What's it about: The movie opens in the 1940's in "Boston USA" with a young boy putting together a jigsaw puzzle of a nude woman. His mother catches him and admonishes him for being a dirty sex pervert. He doesn't really like that, so he hacks her up with an axe. We jump to the modern day of 1982, and our nameless child has grown up to be one of only four old men in the film, and starts hacking apart coeds so that he can keep assembling his nude jigsaw puzzle.

What's interesting: First of all, this movie is awful. Truly abysmal. But that's not the worst sin in film. In fact, a lot of the awfulness is what makes Pieces so compelling. There's a chainsaw killer loose on a college campus, and the police only assign two (unbelievably incompetent) officers to the case. They stumble around the college, contaminating crime scenes, ignoring obvious suspects, and helping the school's dean keep the murders under wraps, even as more dismembered bodies appear.

As the corpses pile up, the cops get desperate and enact a plan to install two beautiful female undercover cops into the student body, which is a plan that only works if nobody talks about it. But it is common knowledge among, well, everybody, because the cops don't shut up about it. Then, when we're introduced to one of the undercover cops (the woman screaming bastard in the clip above), she says that there's only her, because it was a volunteer assignment and nobody else signed up.

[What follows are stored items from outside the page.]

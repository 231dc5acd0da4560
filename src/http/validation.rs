//! Normalization and validation of client-supplied identifiers.
//!
//! Channel names are lowercased here and nowhere else; everything downstream
//! assumes canonical keys.

use std::collections::HashSet;

use crate::error::ProxyError;

pub const MAX_CHANNEL_NAME_LEN: usize = 25;
pub const MAX_PREVIEW_DIMENSION: u32 = 4096;

/// Trim and lowercase one channel name, rejecting anything that cannot be a login.
pub fn normalize_channel(raw: &str) -> Result<String, ProxyError> {
  let name = raw.trim().to_lowercase();

  if name.is_empty() {
    return Err(ProxyError::BadRequest(
      "channel names must not be empty".to_string(),
    ));
  }
  if name.len() > MAX_CHANNEL_NAME_LEN {
    return Err(ProxyError::BadRequest(format!(
      "channel name too long: {}",
      name
    )));
  }
  if !name
    .chars()
    .all(|c| c.is_ascii_lowercase() || c.is_ascii_digit() || c == '_')
  {
    return Err(ProxyError::BadRequest(format!(
      "invalid channel name: {}",
      name
    )));
  }

  Ok(name)
}

/// Requested channels after normalization.
#[derive(Debug, Default, PartialEq)]
pub struct ChannelSelection {
  /// Well-formed logins, safe to send upstream
  pub lookup: Vec<String>,
  /// Names that cannot be logins; answered with the offline placeholder
  pub unknown: Vec<String>,
}

/// Trim, lowercase and dedupe every name, keeping first-seen order.
///
/// A malformed name never fails the request; it is split out so the caller can
/// answer it without asking upstream.
pub fn normalize_channels(raw: &[String]) -> ChannelSelection {
  let mut seen = HashSet::with_capacity(raw.len());
  let mut selection = ChannelSelection::default();

  for name in raw {
    let key = name.trim().to_lowercase();
    if !seen.insert(key.clone()) {
      continue;
    }
    match normalize_channel(&key) {
      Ok(login) => selection.lookup.push(login),
      Err(_) => selection.unknown.push(key),
    }
  }

  selection
}

/// Parse a preview width or height.
pub fn parse_dimension(raw: &str) -> Result<u32, ProxyError> {
  match raw.parse::<u32>() {
    Ok(n) if n > 0 && n <= MAX_PREVIEW_DIMENSION => Ok(n),
    _ => Err(ProxyError::BadRequest(format!(
      "invalid preview dimension: {}",
      raw
    ))),
  }
}
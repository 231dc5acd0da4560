//! live-proxy - Caching, batching proxy for channel live status
//!
//! Browser extensions ask this service which of their followed channels are
//! live. It answers from a short-lived in-memory cache and fetches only the
//! missing channels from the upstream streams API, in size-bounded batches.

pub mod cache;
pub mod config;
pub mod error;
pub mod http;
pub mod logging;
pub mod status;
pub mod twitch;
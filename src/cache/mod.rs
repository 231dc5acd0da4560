//! In-memory status cache shared by all request handlers.
//!
//! This module provides a freshness-bounded cache that:
//! - Stores live streams and confirmed-offline markers per channel
//! - Applies one TTL uniformly to positive and negative entries
//! - Reports expired entries as stale instead of dropping them, so they can
//!   still be served when the upstream API is unavailable

mod entry;
mod store;

pub use entry::{CacheEntry, CacheLookup};
pub use store::{CacheStore, DEFAULT_TTL_SECS};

So why, as a filmmaker, spend the time setting up that there will be two undercover cops only to have one? Is it because there's another cop installed somewhere on campus that even the audience doesn't know about? No, that's too smart. Is it because they wrote the script before hiring the actors? Maybe. That would be pretty dumb. Is it because this movie was made by 1,000 Spanish chimps typing at 1,000 Spanish typewriters? Absolutely.

Anyway, the undercover cop is made the school's new tennis coach (no word on what happened to the old one), so we get treated to the most exciting and skillful tennis match ever recorded on film:



That action leaves me breathless! But why is the tennis coach playing a match against a student? Is that how coaching works in Spain?

We're given two main suspects for the horrible chainsaw murders: the grizzled groundskeeper, who possesses and regularly uses a chainsaw, and the anatomy professor who routinely shows up at the scenes of the various crimes immediately after they happen, and contaminates them with only polite admonishment by the police. Instead of arresting, holding, or even questioning either of the suspects, the police just say things like "We're watching you," or "I'm going to question you later." And the bodies keep piling up.

Of course neither of the obvious suspects are the actual killer. We know this the whole time because the movie insists on implicating both of them in the most ham-fisted ways possible. They literally walk around the film with shifty eyes, acting like silent movie villains who just tied a young damsel to the train tracks. 

So who is the real killer? The only other character in the film who's old enough to have been a child in the 1940's (only he's developed a British accent since then): the crusty old dean of the college. This is obvious from the start, but the movie dangles it around until the last five minutes, as if this is some profound revelation.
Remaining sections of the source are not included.